Collected data entries:
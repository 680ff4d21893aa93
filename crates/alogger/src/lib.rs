//! Line logger that decorates every message with a time label, a severity
//! label and accumulated component tags.
//!
//! Each emitted line has the form
//!
//! ```text
//! 2023/04/05 06:07:08 [lcl] ERROR:[db][pool] connection refused
//! ```
//!
//! The leading stamp is written by the [`LineWriter`] in local time or UTC;
//! `[lcl]` / `[utc]` is the overridable time label; `ERROR` the overridable
//! severity label; `[db][pool]` the tags added with [`Logger::with_tag`].
//! Without tags the severity label is followed by `": "`.
//!
//! # Quick start
//!
//! ```rust
//! use alogger::{errorf, infoln, Logger};
//!
//! let mut logger = Logger::stderr(true).with_tag("status");
//! logger
//!     .set_severity_labels("INF", "DBG", "WRN", "ERR", "FTL")
//!     .expect("labels are non-empty");
//!
//! infoln!(logger, "service", "ready");
//! errorf!(logger, "{} - {}", 1, "bad thing happened");
//! ```
//!
//! The fatal emitters (`fatalf`, `fatalln`) write their line and then exit
//! the process with status 1.

pub mod label;
pub mod logger;
pub mod macros;
pub mod writer;

#[cfg(test)]
mod test_support;

// Re-export primary public types at the crate root for convenience.
pub use label::{
    LabelError, Severity, SeverityLabels, DEBUG_LABEL, ERROR_LABEL, FATAL_LABEL, INFO_LABEL,
    LOCAL_TIME_LABEL, UTC_TIME_LABEL, WARN_LABEL,
};
pub use logger::{compose_line, Logger, FATAL_EXIT_CODE};
pub use writer::{Clock, LineWriter};
use std::io::{self, Write};
use std::sync::Mutex;

use chrono::{DateTime, Local, TimeZone, Utc};

/// Layout of the standard stamp written ahead of every line.
const STAMP_FORMAT: &str = "%Y/%m/%d %H:%M:%S";

/// Which wall clock stamps each line.
#[derive(Debug, Clone, Copy, PartialEq, Eq)]
pub enum Clock {
    Local,
    Utc,
}

impl Clock {
    /// The current time rendered in the standard stamp layout.
    pub fn stamp(self) -> String {
        match self {
            Clock::Local => format_stamp(&Local::now()),
            Clock::Utc => format_stamp(&Utc::now()),
        }
    }
}

/// Render `at` as `YYYY/MM/DD HH:MM:SS`.
pub fn format_stamp<Tz>(at: &DateTime<Tz>) -> String
where
    Tz: TimeZone,
    Tz::Offset: std::fmt::Display,
{
    at.format(STAMP_FORMAT).to_string()
}

/// Writes whole, timestamped lines to a sink.
///
/// Each call to [`write_line`](Self::write_line) produces exactly one
/// newline-terminated line, issued as a single `write_all` while holding the
/// sink lock, then flushed.
pub struct LineWriter {
    sink: Mutex<Box<dyn Write + Send>>,
    clock: Clock,
}

impl LineWriter {
    pub fn new(sink: Box<dyn Write + Send>, clock: Clock) -> Self {
        Self {
            sink: Mutex::new(sink),
            clock,
        }
    }

    pub fn clock(&self) -> Clock {
        self.clock
    }

    /// Stamp `line` and append it to the sink.
    ///
    /// A trailing newline is added only when `line` does not already end with
    /// one. I/O failures are reported through `tracing` and the line is lost.
    pub fn write_line(&self, line: &str) {
        let stamp = self.clock.stamp();
        let mut buf = String::with_capacity(stamp.len() + line.len() + 2);
        buf.push_str(&stamp);
        buf.push(' ');
        buf.push_str(line);
        if !buf.ends_with('\n') {
            buf.push('\n');
        }

        if let Err(err) = self.append(buf.as_bytes()) {
            tracing::warn!(%err, "failed to write log line");
        }
    }

    fn append(&self, bytes: &[u8]) -> io::Result<()> {
        // A panic while holding the lock cannot leave a half-written line
        // behind, so a poisoned sink is still usable.
        let mut sink = self.sink.lock().unwrap_or_else(|e| e.into_inner());
        sink.write_all(bytes)?;
        sink.flush()
    }
}

impl std::fmt::Debug for LineWriter {
    fn fmt(&self, f: &mut std::fmt::Formatter<'_>) -> std::fmt::Result {
        f.debug_struct("LineWriter")
            .field("clock", &self.clock)
            .finish_non_exhaustive()
    }
}
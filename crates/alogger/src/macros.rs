//! Call-site sugar for the [`Logger`](crate::Logger) emitters.
//!
//! The `*f!` macros take a format string like [`format!`]; the `*ln!` macros
//! take any number of [`Display`](std::fmt::Display) values and join them with
//! single spaces.
//!
//! ```
//! use alogger::{errorf, warnln, Logger};
//!
//! let logger = Logger::with_writer(std::io::sink(), true).with_tag("db");
//! errorf!(logger, "{} - {}", 1, "bad thing happened");
//! warnln!(logger, "pool", "exhausted", 32);
//! ```

#[doc(hidden)]
#[macro_export]
macro_rules! __alogger_ln {
    ($logger:expr, $method:ident, $($arg:expr),* $(,)?) => {
        $logger.$method(&[$(&$arg as &dyn ::std::fmt::Display),*])
    };
}

#[macro_export]
macro_rules! infof {
    ($logger:expr, $($arg:tt)+) => {
        $logger.infof(::std::format_args!($($arg)+))
    };
}

#[macro_export]
macro_rules! infoln {
    ($logger:expr $(, $arg:expr)* $(,)?) => {
        $crate::__alogger_ln!($logger, infoln, $($arg),*)
    };
}

#[macro_export]
macro_rules! debugf {
    ($logger:expr, $($arg:tt)+) => {
        $logger.debugf(::std::format_args!($($arg)+))
    };
}

#[macro_export]
macro_rules! debugln {
    ($logger:expr $(, $arg:expr)* $(,)?) => {
        $crate::__alogger_ln!($logger, debugln, $($arg),*)
    };
}

#[macro_export]
macro_rules! warnf {
    ($logger:expr, $($arg:tt)+) => {
        $logger.warnf(::std::format_args!($($arg)+))
    };
}

#[macro_export]
macro_rules! warnln {
    ($logger:expr $(, $arg:expr)* $(,)?) => {
        $crate::__alogger_ln!($logger, warnln, $($arg),*)
    };
}

#[macro_export]
macro_rules! errorf {
    ($logger:expr, $($arg:tt)+) => {
        $logger.errorf(::std::format_args!($($arg)+))
    };
}

#[macro_export]
macro_rules! errorln {
    ($logger:expr $(, $arg:expr)* $(,)?) => {
        $crate::__alogger_ln!($logger, errorln, $($arg),*)
    };
}

/// Emit at fatal severity, then exit the process with status 1.
#[macro_export]
macro_rules! fatalf {
    ($logger:expr, $($arg:tt)+) => {
        $logger.fatalf(::std::format_args!($($arg)+))
    };
}

/// Emit at fatal severity, then exit the process with status 1.
#[macro_export]
macro_rules! fatalln {
    ($logger:expr $(, $arg:expr)* $(,)?) => {
        $crate::__alogger_ln!($logger, fatalln, $($arg),*)
    };
}
use std::process::ExitCode;
use std::sync::Arc;

use agent_swarm::agents::{Coordinator, TracingSink};
use agent_swarm::config::Config;
use agent_swarm::llm::HttpBackend;
use tracing_subscriber::EnvFilter;

const DEFAULT_TASK: &str = "generate a modular and well-structured Python script";

#[tokio::main]
async fn main() -> ExitCode {
    // Initialize tracing
    tracing_subscriber::fmt()
        .with_env_filter(
            EnvFilter::try_from_default_env().unwrap_or_else(|_| EnvFilter::new("info")),
        )
        .init();

    // Load environment variables
    dotenv::dotenv().ok();

    let config = match Config::load() {
        Ok(config) => config,
        Err(e) => {
            tracing::error!(error = %e, "Failed to load configuration");
            return ExitCode::FAILURE;
        }
    };

    let backend = match HttpBackend::from_config(&config) {
        Ok(backend) => backend,
        Err(e) => {
            tracing::error!(error = %e, "Failed to create model backend");
            return ExitCode::FAILURE;
        }
    };

    let task = std::env::args()
        .nth(1)
        .filter(|arg| !arg.trim().is_empty())
        .unwrap_or_else(|| DEFAULT_TASK.to_string());

    tracing::info!(
        endpoint = %backend.endpoint(),
        model = %backend.model(),
        "Starting delegation round"
    );

    let mut coordinator =
        Coordinator::from_config(&config, Arc::new(backend), Arc::new(TracingSink));
    let results = coordinator.run(&task).await;

    for result in &results {
        match result.failure_reason() {
            None => tracing::info!(
                worker = %result.worker_identity,
                role = %result.role,
                "Result:\n{}",
                result.output
            ),
            Some(reason) => tracing::warn!(
                worker = %result.worker_identity,
                role = %result.role,
                reason = %reason,
                "No result"
            ),
        }
    }

    ExitCode::SUCCESS
}
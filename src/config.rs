//! Runtime settings.
//!
//! Settings come from the process environment (a `.env` file is honoured) or
//! from a camelCase JSON document, and are validated before any client is
//! built from them.

use std::path::Path;
use std::str::FromStr;
use std::time::Duration;

use serde::Deserialize;

use crate::agents::errors::{AgentError, AgentResult};
use crate::llm::{DEFAULT_BASE_URL, DEFAULT_MODEL};

pub const DEFAULT_MAX_TOKENS: u32 = 256;
pub const DEFAULT_PLAN_MAX_TOKENS: u32 = 1024;
pub const DEFAULT_REQUEST_TIMEOUT_SECS: u64 = 30;
pub const DEFAULT_MAX_ATTEMPTS: u32 = 3;
pub const DEFAULT_RETRY_DELAY_MS: u64 = 1000;
pub const DEFAULT_PREAMBLE: &str = "You are part of a team of cooperating AI agents. \
    Answer precisely and stay within the scope of the task you are given.";

/// Environment variable naming a JSON settings file
pub const CONFIG_PATH_VAR: &str = "AGENT_SWARM_CONFIG";

#[derive(Debug, Clone, PartialEq, Eq, Deserialize)]
#[serde(rename_all = "camelCase", default)]
pub struct Config {
    pub api_key: String,
    pub base_url: String,
    pub model: String,
    /// Token budget for worker calls
    pub max_tokens: u32,
    /// Token budget for the plan-determination call
    pub plan_max_tokens: u32,
    pub preamble: String,
    pub request_timeout_secs: u64,
    pub max_attempts: u32,
    pub retry_delay_ms: u64,
    /// Deadline for a whole delegation round; unset means none
    pub round_timeout_secs: Option<u64>,
}

impl Default for Config {
    fn default() -> Self {
        Self {
            api_key: String::new(),
            base_url: DEFAULT_BASE_URL.to_string(),
            model: DEFAULT_MODEL.to_string(),
            max_tokens: DEFAULT_MAX_TOKENS,
            plan_max_tokens: DEFAULT_PLAN_MAX_TOKENS,
            preamble: DEFAULT_PREAMBLE.to_string(),
            request_timeout_secs: DEFAULT_REQUEST_TIMEOUT_SECS,
            max_attempts: DEFAULT_MAX_ATTEMPTS,
            retry_delay_ms: DEFAULT_RETRY_DELAY_MS,
            round_timeout_secs: None,
        }
    }
}

impl Config {
    /// Load from the JSON file named by `AGENT_SWARM_CONFIG`, else from the environment
    pub fn load() -> AgentResult<Self> {
        match std::env::var(CONFIG_PATH_VAR) {
            Ok(path) if !path.is_empty() => Self::from_json_file(path),
            _ => Self::from_env(),
        }
    }

    pub fn from_env() -> AgentResult<Self> {
        Self::from_lookup(|key| std::env::var(key).ok())
    }

    /// Build settings from an arbitrary key lookup using the environment variable names
    pub fn from_lookup<F>(lookup: F) -> AgentResult<Self>
    where
        F: Fn(&str) -> Option<String>,
    {
        let defaults = Self::default();

        let api_key = lookup("LLM_API_KEY")
            .ok_or_else(|| AgentError::ConfigError("LLM_API_KEY must be set".to_string()))?;

        let config = Self {
            api_key,
            base_url: lookup("LLM_BASE_URL").unwrap_or(defaults.base_url),
            model: lookup("LLM_MODEL").unwrap_or(defaults.model),
            max_tokens: parse_or(&lookup, "LLM_MAX_TOKENS", defaults.max_tokens)?,
            plan_max_tokens: parse_or(&lookup, "PLAN_MAX_TOKENS", defaults.plan_max_tokens)?,
            preamble: lookup("AGENT_PREAMBLE").unwrap_or(defaults.preamble),
            request_timeout_secs: parse_or(
                &lookup,
                "LLM_TIMEOUT_SECS",
                defaults.request_timeout_secs,
            )?,
            max_attempts: parse_or(&lookup, "LLM_MAX_ATTEMPTS", defaults.max_attempts)?,
            retry_delay_ms: parse_or(&lookup, "LLM_RETRY_DELAY_MS", defaults.retry_delay_ms)?,
            round_timeout_secs: lookup("ROUND_TIMEOUT_SECS")
                .map(|raw| parse_value("ROUND_TIMEOUT_SECS", &raw))
                .transpose()?,
        };

        config.validate()?;
        Ok(config)
    }

    pub fn from_json_file(path: impl AsRef<Path>) -> AgentResult<Self> {
        let path = path.as_ref();
        let raw = std::fs::read_to_string(path).map_err(|e| {
            AgentError::ConfigError(format!("cannot read {}: {}", path.display(), e))
        })?;
        Self::from_json_str(&raw)
    }

    pub fn from_json_str(raw: &str) -> AgentResult<Self> {
        let config: Self = serde_json::from_str(raw)
            .map_err(|e| AgentError::ConfigError(format!("invalid JSON settings: {}", e)))?;
        config.validate()?;
        Ok(config)
    }

    pub fn validate(&self) -> AgentResult<()> {
        if self.api_key.trim().is_empty() {
            return Err(AgentError::ConfigError("API key cannot be empty".to_string()));
        }
        if self.base_url.trim().is_empty() {
            return Err(AgentError::ConfigError("base URL cannot be empty".to_string()));
        }
        if self.model.trim().is_empty() {
            return Err(AgentError::ConfigError("model cannot be empty".to_string()));
        }
        if self.max_tokens == 0 || self.plan_max_tokens == 0 {
            return Err(AgentError::ConfigError(
                "token budgets must be positive".to_string(),
            ));
        }
        if self.request_timeout_secs == 0 {
            return Err(AgentError::ConfigError(
                "request timeout must be positive".to_string(),
            ));
        }
        if self.max_attempts == 0 {
            return Err(AgentError::ConfigError(
                "max attempts must be at least 1".to_string(),
            ));
        }
        if self.round_timeout_secs == Some(0) {
            return Err(AgentError::ConfigError(
                "round timeout must be positive when set".to_string(),
            ));
        }
        Ok(())
    }

    pub fn request_timeout(&self) -> Duration {
        Duration::from_secs(self.request_timeout_secs)
    }

    pub fn retry_delay(&self) -> Duration {
        Duration::from_millis(self.retry_delay_ms)
    }

    pub fn round_timeout(&self) -> Option<Duration> {
        self.round_timeout_secs.map(Duration::from_secs)
    }
}

fn parse_or<F, T>(lookup: &F, key: &str, default: T) -> AgentResult<T>
where
    F: Fn(&str) -> Option<String>,
    T: FromStr,
{
    match lookup(key) {
        Some(raw) => parse_value(key, &raw),
        None => Ok(default),
    }
}

fn parse_value<T: FromStr>(key: &str, raw: &str) -> AgentResult<T> {
    raw.trim()
        .parse()
        .map_err(|_| AgentError::ConfigError(format!("{} must be a valid number, got '{}'", key, raw)))
}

ABOUT THIS EXERCISE -> Please transcribe only the lines in the records above running from the line that has "fn fmt(&self, f: &mut" through the line that has "filename crates/alogger/src/macros.rs", both included, exactly as they appear.

EXPECTED ANSWER ->
    fn fmt(&self, f: &mut std::fmt::Formatter<'_>) -> std::fmt::Result {
        f.debug_struct("LineWriter")
            .field("clock", &self.clock)
            .finish_non_exhaustive()
    }
}
filename crates/alogger/src/macros.rs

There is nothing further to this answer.